On Saturday 22 December 2007 14:17, Stephan Kulow wrote:
I thought prototyping in ycp is easier than creating mockups in gimp, so I coded http://ktown.kde.org/~coolo/yast7.png - but it looks weired - suggestions are welcome ;)
A completely different aspect of this - we had discussed and rejected a
similar approach quite some time ago (during one of those countless times
when we had to redesign the installation workflow for the umpteenth time):
This is the first dialog a user gets to see during installation. Well, not
exactly the first; first comes the boot menu and then the boot screen
(typically the newbie version trying to hide techicalities such as kernel
messages behind some colorful graphics). Anyway, this dialog is the first
thing the user gets to see of the YaST2 installer.
Then this dialog hits him in the face multiple times.
There is the "welcome" message.
Then there is some static text that does not really give any information
whatsoever: "Please answer some basic questions to finish the openSUSE
installation in very little time". IMHO it does not serve any purpose
whatsoever.
Then there is the combo box for the language - and it has become very
verbose: "please select your language". (Notice that some time ago it was
agreed upon that we use concise language in those dialogs and dispense
with "please" etc.; all occurences of that were purged during years of proof
reading and introducing consistency).
Then there is the apology for requiring the user to accept the license
agreement (it's RichText with a hyperlink - how does that look in NCurses?).

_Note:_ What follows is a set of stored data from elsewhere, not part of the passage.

//! Batch processing of independent work items across worker threads.
//!
//! Each worker owns a private queue; a dispatcher assigns every item to
//! the currently least-loaded worker using a caller-supplied size
//! estimate, then closes the queues and waits for the workers to drain.
//! The engine itself stays single-threaded per trajectory, so this is
//! the only concurrency in the crate.

use std::sync::mpsc;
use std::thread;

use log::debug;

/// Run `work` over `items` on `workers` threads, preserving input order
/// in the result.
///
/// `item_size` is the load estimate used for least-loaded dispatch, for
/// example a trajectory's point count. Results are collected per worker
/// and re-assembled into input order before returning.
pub fn run_parallel<T, R, F, S>(items: Vec<T>, workers: usize, item_size: S, work: F) -> Vec<R>
where
    T: Send,
    R: Send,
    F: Fn(T) -> R + Sync,
    S: Fn(&T) -> usize,
{
    let workers = workers.max(1);
    let n = items.len();
    let work = &work;

    let mut results: Vec<(usize, R)> = thread::scope(|scope| {
        let mut senders = Vec::with_capacity(workers);
        let mut handles = Vec::with_capacity(workers);
        for _ in 0..workers {
            let (tx, rx) = mpsc::channel::<(usize, T)>();
            senders.push(tx);
            handles.push(scope.spawn(move || {
                let mut out = Vec::new();
                while let Ok((index, item)) = rx.recv() {
                    out.push((index, work(item)));
                }
                out
            }));
        }

        // Least-loaded dispatch by running size estimate.
        let mut loads = vec![0usize; workers];
        for (index, item) in items.into_iter().enumerate() {
            let target = loads
                .iter()
                .enumerate()
                .min_by_key(|(_, load)| **load)
                .map(|(w, _)| w)
                .unwrap_or(0);
            loads[target] += item_size(&item).max(1);
            // A worker that panicked has hung up; propagate via join below.
            let _ = senders[target].send((index, item));
        }
        // Closing the channels is the workers' shutdown signal.
        drop(senders);

        let mut collected = Vec::with_capacity(n);
        for handle in handles {
            match handle.join() {
                Ok(mut part) => collected.append(&mut part),
                Err(payload) => std::panic::resume_unwind(payload),
            }
        }
        collected
    });

    debug!("processed {} items on {} workers", n, workers);
    results.sort_by_key(|(index, _)| *index);
    results.into_iter().map(|(_, r)| r).collect()
}

/// Rayon-based equivalent of [`run_parallel`] for callers that prefer a
/// shared pool over dedicated per-batch threads.
#[cfg(feature = "parallel")]
pub fn run_parallel_rayon<T, R, F>(items: Vec<T>, work: F) -> Vec<R>
where
    T: Send,
    R: Send,
    F: Fn(T) -> R + Send + Sync,
{
    use rayon::prelude::*;
    items.into_par_iter().map(work).collect()
}

#[cfg(test)]
mod tests {
    use super::*;
    use crate::instrument::PointCounter;

    #[test]
    fn test_preserves_input_order() {
        let items: Vec<u64> = (0..100).collect();
        let results = run_parallel(items, 4, |_| 1, |x| x * x);
        for (i, r) in results.iter().enumerate() {
            assert_eq!(*r, (i as u64) * (i as u64));
        }
    }

    #[test]
    fn test_single_worker_and_empty_input() {
        let results = run_parallel(vec![1, 2, 3], 1, |x| *x as usize, |x| x + 1);
        assert_eq!(results, vec![2, 3, 4]);
        let empty: Vec<i32> = run_parallel(Vec::new(), 4, |_: &i32| 1, |x| x);
        assert!(empty.is_empty());
    }

    #[test]
    fn test_counter_aggregation_after_join() {
        // Workers return counters; the caller folds them afterwards.
        let items: Vec<u64> = vec![10, 20, 30];
        let counters = run_parallel(
            items,
            2,
            |n| *n as usize,
            |n| PointCounter {
                n_points: n,
                ..PointCounter::default()
            },
        );
        let total = counters
            .into_iter()
            .fold(PointCounter::new(), |acc, c| acc + c);
        assert_eq!(total.n_points, 60);
    }

    #[cfg(feature = "parallel")]
    #[test]
    fn test_rayon_variant() {
        let results = run_parallel_rayon((0..50).collect::<Vec<u64>>(), |x| x * 2);
        assert_eq!(results.len(), 50);
        assert_eq!(results[49], 98);
    }
}
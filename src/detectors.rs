//! Feature detectors: labeled critical intervals over a fitted trajectory.
//!
//! Each detector scans a trajectory and produces half-open index
//! intervals labeling privacy-sensitive regions. Detectors never modify
//! points; the interval marker applies their output.

use serde::{Deserialize, Serialize};

use crate::geo::heading_delta;
use crate::network::RoadNetwork;
use crate::trajectory::{FitState, Interval, Trajectory};

/// Attaches intersection out-degrees to explicitly fit points.
///
/// For every explicitly fit point the out-degree of the nearer endpoint
/// junction of its edge is recorded on the point. The privacy-interval
/// finder's degree rule consumes these values.
pub struct IntersectionCounter<'a> {
    network: &'a RoadNetwork,
}

impl<'a> IntersectionCounter<'a> {
    pub fn new(network: &'a RoadNetwork) -> Self {
        Self { network }
    }

    pub fn count_intersections(&self, trajectory: &mut Trajectory) {
        for point in trajectory.iter_mut() {
            point.out_degree = match &point.fit {
                FitState::Explicit(edge) => {
                    let vertex = edge.nearer_vertex(&point.location);
                    self.network.out_degree(vertex) as u32
                }
                _ => 0,
            };
        }
    }
}

/// Tuning for turn-around detection.
#[derive(Debug, Clone, Copy, Serialize, Deserialize)]
pub struct TurnAroundConfig {
    /// Largest number of trailing points compared against each sample.
    pub window: usize,
    /// Speed, in meters per second, above which reversals are treated as
    /// ordinary driving rather than a turn-around maneuver.
    pub max_speed: f64,
    /// Largest distance, in meters, between compared samples.
    pub max_distance: f64,
    /// Smallest heading reversal, in degrees, that counts.
    pub heading_threshold: f64,
}

impl Default for TurnAroundConfig {
    fn default() -> Self {
        Self {
            window: 20,
            max_speed: 30.0,
            max_distance: 100.0,
            heading_threshold: 90.0,
        }
    }
}

/// Detects low-speed heading reversals (U-turns, driveway turns).
pub struct TurnAroundDetector {
    config: TurnAroundConfig,
}

impl TurnAroundDetector {
    pub fn new(config: TurnAroundConfig) -> Self {
        Self { config }
    }

    /// One maximal interval per detected event, labeled "ta_fit" when the
    /// interval's first point is map-fit and "ta" otherwise.
    pub fn find_turn_arounds(&self, trajectory: &Trajectory) -> Vec<Interval> {
        let n = trajectory.len();
        let mut flagged = vec![false; n];

        for i in 1..n {
            let pi = &trajectory[i];
            if pi.speed > self.config.max_speed {
                continue;
            }
            let lo = i.saturating_sub(self.config.window);
            for j in (lo..i).rev() {
                let pj = &trajectory[j];
                if pi.location.distance_to(&pj.location) > self.config.max_distance {
                    break;
                }
                if pj.speed > self.config.max_speed {
                    continue;
                }
                if heading_delta(pi.heading, pj.heading) > self.config.heading_threshold {
                    for f in flagged.iter_mut().take(i + 1).skip(j) {
                        *f = true;
                    }
                }
            }
        }

        runs(&flagged)
            .into_iter()
            .map(|(left, right)| {
                let aux = if trajectory[left].is_fit() {
                    "ta_fit"
                } else {
                    "ta"
                };
                Interval::new(left, right, aux)
            })
            .collect()
    }
}

/// Tuning for stop detection.
#[derive(Debug, Clone, Copy, Serialize, Deserialize)]
pub struct StopConfig {
    /// Speed, in meters per second, at or below which a point counts as
    /// stopped.
    pub max_speed: f64,
    /// Shortest stopped duration, in seconds, worth reporting.
    pub min_duration: f64,
    /// Largest distance, in meters, a "stopped" run may drift.
    pub max_distance: f64,
}

impl Default for StopConfig {
    fn default() -> Self {
        Self {
            max_speed: 2.5,
            min_duration: 120.0,
            max_distance: 50.0,
        }
    }
}

/// Detects maximal low-speed runs held long enough to be a stop.
pub struct StopDetector {
    config: StopConfig,
}

impl StopDetector {
    pub fn new(config: StopConfig) -> Self {
        Self { config }
    }

    pub fn find_stops(&self, trajectory: &Trajectory) -> Vec<Interval> {
        let n = trajectory.len();
        let mut intervals = Vec::new();
        let mut i = 0usize;
        while i < n {
            if trajectory[i].speed > self.config.max_speed {
                i += 1;
                continue;
            }
            // Maximal low-speed run [i, j) within the drift limit.
            let mut j = i + 1;
            let mut drift = 0.0;
            while j < n && trajectory[j].speed <= self.config.max_speed {
                let step = trajectory[j - 1]
                    .location
                    .distance_to(&trajectory[j].location);
                if drift + step > self.config.max_distance {
                    break;
                }
                drift += step;
                j += 1;
            }
            let duration = trajectory[j - 1].timestamp - trajectory[i].timestamp;
            if duration >= self.config.min_duration {
                intervals.push(Interval::new(i, j, "stop"));
            }
            i = j;
        }
        intervals
    }
}

/// Marks the trip start and end points themselves.
pub struct StartEndIntervals;

impl StartEndIntervals {
    /// `[0, 1)` labeled "start_pt" and `[n-1, n)` labeled "end_pt"; empty
    /// for an empty trajectory.
    pub fn get_start_end_intervals(&self, trajectory: &Trajectory) -> Vec<Interval> {
        let n = trajectory.len();
        if n == 0 {
            return Vec::new();
        }
        vec![
            Interval::new(0, 1, "start_pt"),
            Interval::new(n - 1, n, "end_pt"),
        ]
    }
}

/// Maximal true runs of a flag vector as half-open ranges.
fn runs(flags: &[bool]) -> Vec<(usize, usize)> {
    let mut out = Vec::new();
    let mut start = None;
    for (i, &f) in flags.iter().enumerate() {
        match (f, start) {
            (true, None) => start = Some(i),
            (false, Some(s)) => {
                out.push((s, i));
                start = None;
            }
            _ => {}
        }
    }
    if let Some(s) = start {
        out.push((s, flags.len()));
    }
    out
}

#[cfg(test)]
mod tests {
    use super::*;
    use crate::geo::Location;
    use crate::network::{Vertex, WayType};
    use crate::trajectory::{FitState, TrajectoryPoint};
    use std::sync::Arc;

    fn sample(lat: f64, lon: f64, t: f64, heading: f64, speed: f64) -> TrajectoryPoint {
        TrajectoryPoint::new(Location::new(lat, lon), t, heading, speed, 0, "r")
    }

    #[test]
    fn test_start_end_intervals() {
        let mut traj = Trajectory::new();
        for i in 0..5 {
            traj.push(sample(35.95, -83.93 + 0.0001 * i as f64, i as f64, 90.0, 10.0));
        }
        let sei = StartEndIntervals;
        let intervals = sei.get_start_end_intervals(&traj);
        assert_eq!(intervals.len(), 2);
        assert_eq!((intervals[0].left(), intervals[0].right()), (0, 1));
        assert_eq!(intervals[0].aux(), "start_pt");
        assert_eq!((intervals[1].left(), intervals[1].right()), (4, 5));
        assert_eq!(intervals[1].aux(), "end_pt");

        assert!(sei.get_start_end_intervals(&Trajectory::new()).is_empty());
    }

    #[test]
    fn test_stop_detector() {
        let mut traj = Trajectory::new();
        // Ten seconds stationary, ten seconds driving, six stationary.
        for i in 0..10 {
            traj.push(sample(35.95, -83.93, i as f64, 90.0, 0.5));
        }
        for i in 10..20 {
            traj.push(sample(
                35.95,
                -83.93 + 0.0002 * (i - 9) as f64,
                i as f64,
                90.0,
                15.0,
            ));
        }
        for i in 20..26 {
            traj.push(sample(35.95, -83.9322, i as f64, 90.0, 0.5));
        }

        let detector = StopDetector::new(StopConfig {
            max_speed: 2.5,
            min_duration: 6.0,
            max_distance: 50.0,
        });
        let stops = detector.find_stops(&traj);
        assert_eq!(stops.len(), 1);
        assert_eq!((stops[0].left(), stops[0].right()), (0, 10));
        assert_eq!(stops[0].aux(), "stop");

        // Lowering the duration floor admits the tail run too.
        let detector = StopDetector::new(StopConfig {
            max_speed: 2.5,
            min_duration: 5.0,
            max_distance: 50.0,
        });
        let stops = detector.find_stops(&traj);
        assert_eq!(stops.len(), 2);
        assert_eq!((stops[1].left(), stops[1].right()), (20, 26));
    }

    #[test]
    fn test_turn_around_detector() {
        let mut traj = Trajectory::new();
        // Eastbound approach.
        for i in 0..10 {
            traj.push(sample(
                35.95,
                -83.9310 + 0.00005 * i as f64,
                i as f64,
                90.0,
                8.0,
            ));
        }
        // Slow reversal back westbound over the same stretch.
        for i in 10..20 {
            traj.push(sample(
                35.95,
                -83.93055 - 0.00005 * (i - 10) as f64,
                i as f64,
                270.0,
                4.0,
            ));
        }

        let detector = TurnAroundDetector::new(TurnAroundConfig {
            window: 20,
            max_speed: 30.0,
            max_distance: 100.0,
            heading_threshold: 90.0,
        });
        let tas = detector.find_turn_arounds(&traj);
        assert_eq!(tas.len(), 1);
        assert_eq!(tas[0].aux(), "ta");
        assert!(tas[0].left() < 10 && tas[0].right() > 10);

        // A fast reversal is ordinary driving, not a turn-around.
        let mut fast = Trajectory::new();
        for i in 0..10 {
            fast.push(sample(
                35.95,
                -83.9310 + 0.00005 * i as f64,
                i as f64,
                90.0,
                40.0,
            ));
        }
        for i in 10..20 {
            fast.push(sample(
                35.95,
                -83.93055 - 0.00005 * (i - 10) as f64,
                i as f64,
                270.0,
                40.0,
            ));
        }
        assert!(detector.find_turn_arounds(&fast).is_empty());
    }

    #[test]
    fn test_intersection_counter() {
        let mut net = RoadNetwork::new();
        net.add_vertex(Vertex::new(35.952500, -83.932434, 1));
        net.add_vertex(Vertex::new(35.948878, -83.928081, 2));
        net.add_vertex(Vertex::new(35.950715, -83.934971, 3));
        let e1 = net.add_edge(1, 1, 2, WayType::Secondary).unwrap();
        net.add_edge(2, 1, 3, WayType::Secondary).unwrap();

        let mut traj = Trajectory::new();
        // Near vertex 1, which has out-degree 2.
        let mut p = sample(35.952400, -83.932300, 0.0, 136.0, 10.0);
        p.fit = FitState::Explicit(Arc::clone(&e1));
        traj.push(p);
        // Near vertex 2, out-degree 0.
        let mut p = sample(35.949000, -83.928200, 1.0, 136.0, 10.0);
        p.fit = FitState::Explicit(e1);
        traj.push(p);
        // Unfit point.
        traj.push(sample(35.95, -83.93, 2.0, 136.0, 10.0));

        let counter = IntersectionCounter::new(&net);
        counter.count_intersections(&mut traj);
        assert_eq!(traj[0].out_degree, 2);
        assert_eq!(traj[1].out_degree, 0);
        assert_eq!(traj[2].out_degree, 0);
    }
}
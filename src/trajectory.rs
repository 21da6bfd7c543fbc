//! Trajectories, trajectory points, and labeled index intervals.
//!
//! A trajectory is an ordered, index-addressable sequence of GPS samples.
//! It is never re-ordered once built. Detectors and interval finders only
//! annotate points in place; the de-identifier is the only stage that
//! produces a new, shorter trajectory.

use std::ops::{Index, IndexMut};
use std::sync::Arc;

use serde::{Deserialize, Serialize};

use crate::geo::Location;
use crate::network::Edge;

/// Map-matching state of a single trajectory point.
///
/// Explicit fits reference a road-network edge; implicit fits reference an
/// edge inferred between two explicit anchors.
#[derive(Debug, Clone, Default)]
pub enum FitState {
    #[default]
    Unfit,
    Explicit(Arc<Edge>),
    Implicit(Arc<Edge>),
}

/// One GPS sample within a trajectory.
#[derive(Debug, Clone)]
pub struct TrajectoryPoint {
    pub location: Location,
    /// Sample time in seconds.
    pub timestamp: f64,
    /// Reported heading in degrees `[0, 360)`.
    pub heading: f64,
    /// Reported speed in meters per second.
    pub speed: f64,
    /// 0-based position within the owning trajectory.
    pub index: usize,
    /// Identifier carried over from the raw record.
    pub raw_id: String,
    pub fit: FitState,
    /// Out-degree of the nearer junction of the fitted edge, attached by
    /// the intersection counter.
    pub out_degree: u32,
    pub is_critical: bool,
    pub is_private: bool,
}

impl TrajectoryPoint {
    pub fn new(
        location: Location,
        timestamp: f64,
        heading: f64,
        speed: f64,
        index: usize,
        raw_id: impl Into<String>,
    ) -> Self {
        Self {
            location,
            timestamp,
            heading,
            speed,
            index,
            raw_id: raw_id.into(),
            fit: FitState::Unfit,
            out_degree: 0,
            is_critical: false,
            is_private: false,
        }
    }

    pub fn is_fit(&self) -> bool {
        !matches!(self.fit, FitState::Unfit)
    }

    pub fn is_explicitly_fit(&self) -> bool {
        matches!(self.fit, FitState::Explicit(_))
    }

    pub fn is_implicitly_fit(&self) -> bool {
        matches!(self.fit, FitState::Implicit(_))
    }

    /// The fitted edge, explicit or implicit.
    pub fn fit_edge(&self) -> Option<&Arc<Edge>> {
        match &self.fit {
            FitState::Unfit => None,
            FitState::Explicit(e) | FitState::Implicit(e) => Some(e),
        }
    }
}

/// An ordered sequence of trajectory points.
#[derive(Debug, Clone, Default)]
pub struct Trajectory {
    points: Vec<TrajectoryPoint>,
}

impl Trajectory {
    pub fn new() -> Self {
        Self::default()
    }

    /// Wrap an already-indexed point sequence.
    pub fn from_points(points: Vec<TrajectoryPoint>) -> Self {
        Self { points }
    }

    /// Append a point, assigning it the next sequence index.
    pub fn push(&mut self, mut point: TrajectoryPoint) {
        point.index = self.points.len();
        self.points.push(point);
    }

    pub fn len(&self) -> usize {
        self.points.len()
    }

    pub fn is_empty(&self) -> bool {
        self.points.is_empty()
    }

    pub fn iter(&self) -> std::slice::Iter<'_, TrajectoryPoint> {
        self.points.iter()
    }

    pub fn iter_mut(&mut self) -> std::slice::IterMut<'_, TrajectoryPoint> {
        self.points.iter_mut()
    }

    pub fn points(&self) -> &[TrajectoryPoint] {
        &self.points
    }

    pub fn points_mut(&mut self) -> &mut [TrajectoryPoint] {
        &mut self.points
    }
}

impl Index<usize> for Trajectory {
    type Output = TrajectoryPoint;

    fn index(&self, index: usize) -> &TrajectoryPoint {
        &self.points[index]
    }
}

impl IndexMut<usize> for Trajectory {
    fn index_mut(&mut self, index: usize) -> &mut TrajectoryPoint {
        &mut self.points[index]
    }
}

impl<'a> IntoIterator for &'a Trajectory {
    type Item = &'a TrajectoryPoint;
    type IntoIter = std::slice::Iter<'a, TrajectoryPoint>;

    fn into_iter(self) -> Self::IntoIter {
        self.points.iter()
    }
}

/// A half-open index range `[left, right)` over a trajectory, with a label
/// recording why the interval exists ("stop", "ta", "forward:ci", ...).
#[derive(Debug, Clone, PartialEq, Eq, Serialize, Deserialize)]
pub struct Interval {
    left: usize,
    right: usize,
    aux: String,
}

impl Interval {
    pub fn new(left: usize, right: usize, aux: impl Into<String>) -> Self {
        debug_assert!(left <= right);
        Self {
            left,
            right,
            aux: aux.into(),
        }
    }

    pub fn left(&self) -> usize {
        self.left
    }

    pub fn right(&self) -> usize {
        self.right
    }

    pub fn aux(&self) -> &str {
        &self.aux
    }

    pub fn len(&self) -> usize {
        self.right - self.left
    }

    pub fn is_empty(&self) -> bool {
        self.left == self.right
    }

    /// Inclusive-left, exclusive-right containment.
    pub fn contains(&self, index: usize) -> bool {
        self.left <= index && index < self.right
    }
}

Will the corporate lawyers accept it like that? Will it stand up against
courts of law where we need it? Or aren't we required to force the whole
license agreement (which nobody likes to see, much less read, except maybe
some very bored amateur lawyers) upon the user?
Then there is the check box for the license agreement.
Then there is more static text about the release notes.
Realize something?
Our user has just been confronted with a lot of text in a language that is
very likely not his. Unless he speaks English, of course, but the purpose of
this dialog is to establish communication with the user -- making him welcome
AND letting him select the language.
We had intentionally reduced that dialog to a bare minimum in all our
installer redesigns. It's about choosing the language. That's the primary
purpose. A secondary purpose is to make the user feel welcome. But how can he
feel welcome if confronted with lots of text in a foreign language as the
first thing he sees? And if there is considerably more than a language
selection, everything else is in the wrong language.
Seeing a lot of languages where I can recognize my native one I can feel
comfortable picking that one. Most users will at least recognize everything
else as other languages. There is no need to feel left out, to feel not
understanding something significant.
This is different with this design: The language selection has been reduced to
a very minor thing in a dialog that has become pretty complex. A user cannot
easily tell what is important; there are just too many things. It's no longer
just language selection and giving some kind of welcome. It's now
- welcome
- language selection
- hint about the license
- hyperlink for the license
- check box for the license
- hint about the release notes
- hyperlink for the release notes
IMHO it's way too complex. It breaks the concept of our installer - presenting
one thing at a time, guiding the user through a complex process.
Just reducing the number of installation dialogs is not an objective all by
itself. We also have to consider complexity.